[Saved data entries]
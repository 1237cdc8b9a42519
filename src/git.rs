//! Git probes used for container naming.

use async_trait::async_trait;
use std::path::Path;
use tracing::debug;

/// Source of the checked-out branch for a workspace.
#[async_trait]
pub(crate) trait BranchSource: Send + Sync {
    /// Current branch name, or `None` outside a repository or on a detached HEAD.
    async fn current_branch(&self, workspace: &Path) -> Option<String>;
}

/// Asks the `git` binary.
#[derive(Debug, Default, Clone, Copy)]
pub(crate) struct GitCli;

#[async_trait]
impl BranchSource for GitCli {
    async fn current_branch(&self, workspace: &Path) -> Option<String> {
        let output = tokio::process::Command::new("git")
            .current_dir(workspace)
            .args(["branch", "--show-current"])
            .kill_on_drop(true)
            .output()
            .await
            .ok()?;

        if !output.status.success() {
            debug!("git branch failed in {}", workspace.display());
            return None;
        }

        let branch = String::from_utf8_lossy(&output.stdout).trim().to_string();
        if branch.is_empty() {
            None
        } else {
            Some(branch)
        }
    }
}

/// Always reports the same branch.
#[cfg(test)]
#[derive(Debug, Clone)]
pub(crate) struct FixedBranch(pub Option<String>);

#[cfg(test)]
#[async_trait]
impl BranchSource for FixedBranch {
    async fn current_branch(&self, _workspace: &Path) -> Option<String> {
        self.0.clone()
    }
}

==

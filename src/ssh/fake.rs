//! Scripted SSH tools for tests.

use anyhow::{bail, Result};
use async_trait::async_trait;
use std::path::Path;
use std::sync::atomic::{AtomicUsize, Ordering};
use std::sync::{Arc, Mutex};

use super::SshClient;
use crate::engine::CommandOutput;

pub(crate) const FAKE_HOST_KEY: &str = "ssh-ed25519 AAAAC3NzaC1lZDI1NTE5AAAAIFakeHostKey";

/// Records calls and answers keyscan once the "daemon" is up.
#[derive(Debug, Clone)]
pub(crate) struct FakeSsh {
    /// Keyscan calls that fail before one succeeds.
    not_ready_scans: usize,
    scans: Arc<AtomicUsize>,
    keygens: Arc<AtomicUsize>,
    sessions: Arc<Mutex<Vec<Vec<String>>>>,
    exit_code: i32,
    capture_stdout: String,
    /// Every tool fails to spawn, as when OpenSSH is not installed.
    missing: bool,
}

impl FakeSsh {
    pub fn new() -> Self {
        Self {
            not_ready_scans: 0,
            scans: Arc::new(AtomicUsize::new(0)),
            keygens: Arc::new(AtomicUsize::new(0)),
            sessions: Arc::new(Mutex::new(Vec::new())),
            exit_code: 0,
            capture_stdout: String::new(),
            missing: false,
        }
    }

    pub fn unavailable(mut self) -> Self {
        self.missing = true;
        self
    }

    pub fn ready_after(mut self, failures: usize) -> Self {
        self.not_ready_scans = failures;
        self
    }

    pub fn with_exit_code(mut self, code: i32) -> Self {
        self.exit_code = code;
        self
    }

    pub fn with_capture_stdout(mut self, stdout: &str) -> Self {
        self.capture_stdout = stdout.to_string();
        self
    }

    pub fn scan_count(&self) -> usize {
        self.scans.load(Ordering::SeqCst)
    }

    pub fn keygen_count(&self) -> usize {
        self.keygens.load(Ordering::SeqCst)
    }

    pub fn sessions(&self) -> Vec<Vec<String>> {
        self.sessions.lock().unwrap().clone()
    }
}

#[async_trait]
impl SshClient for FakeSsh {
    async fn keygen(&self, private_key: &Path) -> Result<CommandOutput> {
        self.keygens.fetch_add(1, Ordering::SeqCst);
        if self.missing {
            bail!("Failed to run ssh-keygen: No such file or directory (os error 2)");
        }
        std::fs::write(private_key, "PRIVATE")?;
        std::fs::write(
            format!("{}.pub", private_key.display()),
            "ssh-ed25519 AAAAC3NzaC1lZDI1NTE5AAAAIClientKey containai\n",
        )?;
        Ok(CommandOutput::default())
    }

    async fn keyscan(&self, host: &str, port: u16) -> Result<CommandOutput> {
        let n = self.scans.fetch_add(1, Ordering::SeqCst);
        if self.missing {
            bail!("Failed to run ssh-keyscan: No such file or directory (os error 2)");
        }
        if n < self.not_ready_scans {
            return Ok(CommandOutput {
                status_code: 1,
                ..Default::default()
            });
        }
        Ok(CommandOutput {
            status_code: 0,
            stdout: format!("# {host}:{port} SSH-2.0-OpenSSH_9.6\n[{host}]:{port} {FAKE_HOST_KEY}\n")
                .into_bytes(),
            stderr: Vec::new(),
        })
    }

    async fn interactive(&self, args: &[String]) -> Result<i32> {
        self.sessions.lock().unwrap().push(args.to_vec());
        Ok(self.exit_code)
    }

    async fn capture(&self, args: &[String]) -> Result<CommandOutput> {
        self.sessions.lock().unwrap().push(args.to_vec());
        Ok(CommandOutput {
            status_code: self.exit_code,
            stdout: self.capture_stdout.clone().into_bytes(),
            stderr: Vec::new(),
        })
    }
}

■ **Directions**
Extract all lines from the data in which "repository" is found.

■ **Solution for this problem**
repository 1237cdc8b9a42519
    /// Current branch name, or `None` outside a repository or on a detached HEAD.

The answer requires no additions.